The end game, however, is to successfully transition the tech from vending machines to the registers in a Whole Foods store. If Amazon does so, customers could literally leave all their payment cards and even their phones at home yet still purchase all the items they want by scanning their hand.
Amazon is reportedly investing in the hand biometric payment system because it thinks people will find such a biometric payment system less creepy than facial recognition systems. Furthermore, Amazon’s hand biometric payment system doesn’t actually require the customer to place their hand against a scanner. They can simply wave their hand over it and the scanner will use computer vision and depth geometry to identify the customer and charge their purchase to their card on file.

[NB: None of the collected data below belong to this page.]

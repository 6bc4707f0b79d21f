//! Error types for the storage layer
//!
//! Absence is never an error: lookups return `Ok(None)` so callers can tell
//! "nothing there" apart from "storage broken".

use thiserror::Error;

pub type Result<T> = std::result::Result<T, StorageError>;

#[derive(Error, Debug)]
pub enum StorageError {
    #[error("Storage unavailable: {0}")]
    Unavailable(String),

    #[error("Corrupt record: {0}")]
    Corrupt(String),

    #[error("Serialization error: {0}")]
    Serialization(#[from] serde_json::Error),

    #[error("Config error: {0}")]
    Config(String),
}

impl From<config::ConfigError> for StorageError {
    fn from(e: config::ConfigError) -> Self {
        StorageError::Config(e.to_string())
    }
}

impl From<salah_types::UnknownVariant> for StorageError {
    fn from(e: salah_types::UnknownVariant) -> Self {
        StorageError::Corrupt(e.to_string())
    }
}
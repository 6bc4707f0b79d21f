//! Per-visitor preference types

use crate::RecordId;
use chrono::{DateTime, Utc};
use serde::{Deserialize, Serialize};
use std::str::FromStr;
use thiserror::Error;

/// Error returned when a stored or submitted enum value is not recognised
#[derive(Debug, Clone, PartialEq, Eq, Error)]
#[error("unknown {kind}: {value}")]
pub struct UnknownVariant {
    pub kind: &'static str,
    pub value: String,
}

/// Colour theme
#[derive(Debug, Clone, Copy, Default, PartialEq, Eq, Serialize, Deserialize)]
#[serde(rename_all = "lowercase")]
pub enum Theme {
    #[default]
    Light,
    Dark,
}

impl std::fmt::Display for Theme {
    fn fmt(&self, f: &mut std::fmt::Formatter<'_>) -> std::fmt::Result {
        match self {
            Theme::Light => write!(f, "light"),
            Theme::Dark => write!(f, "dark"),
        }
    }
}

impl FromStr for Theme {
    type Err = UnknownVariant;

    fn from_str(s: &str) -> Result<Self, Self::Err> {
        match s {
            "light" => Ok(Theme::Light),
            "dark" => Ok(Theme::Dark),
            other => Err(UnknownVariant {
                kind: "theme",
                value: other.to_string(),
            }),
        }
    }
}

/// Interface language
#[derive(Debug, Clone, Copy, Default, PartialEq, Eq, Serialize, Deserialize)]
#[serde(rename_all = "lowercase")]
pub enum Language {
    En,
    Zh,
    Hi,
    Es,
    Fr,
    Ar,
    Bn,
    #[default]
    Ru,
    Pt,
    Id,
    Ur,
    De,
}

impl Language {
    pub const ALL: [Language; 12] = [
        Language::En,
        Language::Zh,
        Language::Hi,
        Language::Es,
        Language::Fr,
        Language::Ar,
        Language::Bn,
        Language::Ru,
        Language::Pt,
        Language::Id,
        Language::Ur,
        Language::De,
    ];

    /// Two-letter code
    pub fn code(&self) -> &'static str {
        match self {
            Language::En => "en",
            Language::Zh => "zh",
            Language::Hi => "hi",
            Language::Es => "es",
            Language::Fr => "fr",
            Language::Ar => "ar",
            Language::Bn => "bn",
            Language::Ru => "ru",
            Language::Pt => "pt",
            Language::Id => "id",
            Language::Ur => "ur",
            Language::De => "de",
        }
    }
}

impl std::fmt::Display for Language {
    fn fmt(&self, f: &mut std::fmt::Formatter<'_>) -> std::fmt::Result {
        f.write_str(self.code())
    }
}

impl FromStr for Language {
    type Err = UnknownVariant;

    fn from_str(s: &str) -> Result<Self, Self::Err> {
        Language::ALL
            .into_iter()
            .find(|lang| lang.code() == s)
            .ok_or_else(|| UnknownVariant {
                kind: "language",
                value: s.to_string(),
            })
    }
}

/// Stored preferences for one client address
#[derive(Debug, Clone, PartialEq, Serialize, Deserialize)]
#[serde(rename_all = "camelCase")]
pub struct UserPreferences {
    pub id: RecordId,
    pub ip_address: String,
    pub location: Option<String>,
    pub method: Option<i32>,
    pub theme: Theme,
    pub language: Language,
    pub created_at: DateTime<Utc>,
    pub updated_at: DateTime<Utc>,
}

/// Preferences creation request
#[derive(Debug, Clone, PartialEq, Eq, Serialize, Deserialize)]
#[serde(rename_all = "camelCase")]
pub struct NewUserPreferences {
    pub ip_address: String,
    #[serde(default)]
    pub location: Option<String>,
    #[serde(default)]
    pub method: Option<i32>,
    #[serde(default)]
    pub theme: Theme,
    #[serde(default)]
    pub language: Language,
}

impl NewUserPreferences {
    /// Defaults for an address seen for the first time
    pub fn for_address(ip_address: impl Into<String>) -> Self {
        Self {
            ip_address: ip_address.into(),
            location: None,
            method: None,
            theme: Theme::default(),
            language: Language::default(),
        }
    }

    /// Attach identity and stamp both timestamps with `now`
    pub fn into_record(self, id: RecordId, now: DateTime<Utc>) -> UserPreferences {
        UserPreferences {
            id,
            ip_address: self.ip_address,
            location: self.location,
            method: self.method,
            theme: self.theme,
            language: self.language,
            created_at: now,
            updated_at: now,
        }
    }
}

/// Partial preferences update. `None` leaves the stored field untouched.
#[derive(Debug, Clone, Default, PartialEq, Eq, Serialize, Deserialize)]
#[serde(rename_all = "camelCase", default)]
pub struct UserPreferencesPatch {
    pub ip_address: Option<String>,
    pub location: Option<String>,
    pub method: Option<i32>,
    pub theme: Option<Theme>,
    pub language: Option<Language>,
}

impl UserPreferencesPatch {
    pub fn is_empty(&self) -> bool {
        self.ip_address.is_none()
            && self.location.is_none()
            && self.method.is_none()
            && self.theme.is_none()
            && self.language.is_none()
    }

    /// Merge the supplied fields over a stored record. Timestamps are the
    /// caller's business.
    pub fn apply(self, prefs: &mut UserPreferences) {
        if let Some(ip_address) = self.ip_address {
            prefs.ip_address = ip_address;
        }
        if let Some(location) = self.location {
            prefs.location = Some(location);
        }
        if let Some(method) = self.method {
            prefs.method = Some(method);
        }
        if let Some(theme) = self.theme {
            prefs.theme = theme;
        }
        if let Some(language) = self.language {
            prefs.language = language;
        }
    }

    /// Merge the supplied fields over a creation request
    pub fn overlay(self, mut base: NewUserPreferences) -> NewUserPreferences {
        if let Some(ip_address) = self.ip_address {
            base.ip_address = ip_address;
        }
        if let Some(location) = self.location {
            base.location = Some(location);
        }
        if let Some(method) = self.method {
            base.method = Some(method);
        }
        if let Some(theme) = self.theme {
            base.theme = theme;
        }
        if let Some(language) = self.language {
            base.language = language;
        }
        base
    }
}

The hand biometric payment system is also reportedly much faster than paying with a traditional credit or debit card. Amazon’s hand biometric payment system can process the payment in around 300 milliseconds. Debit and credit cards take up to four seconds to do so.
Right now the payment system is accurate to within one ten-thousandth of 1%, but Amazon wants to improve that to a millionth of 1% ahead of its launch. That launch, Amazon hopes, will roll out to select Whole Foods stores by the beginning of 2020 and then expand to all U.S. locations after Amazon sees how customers and employees take to it.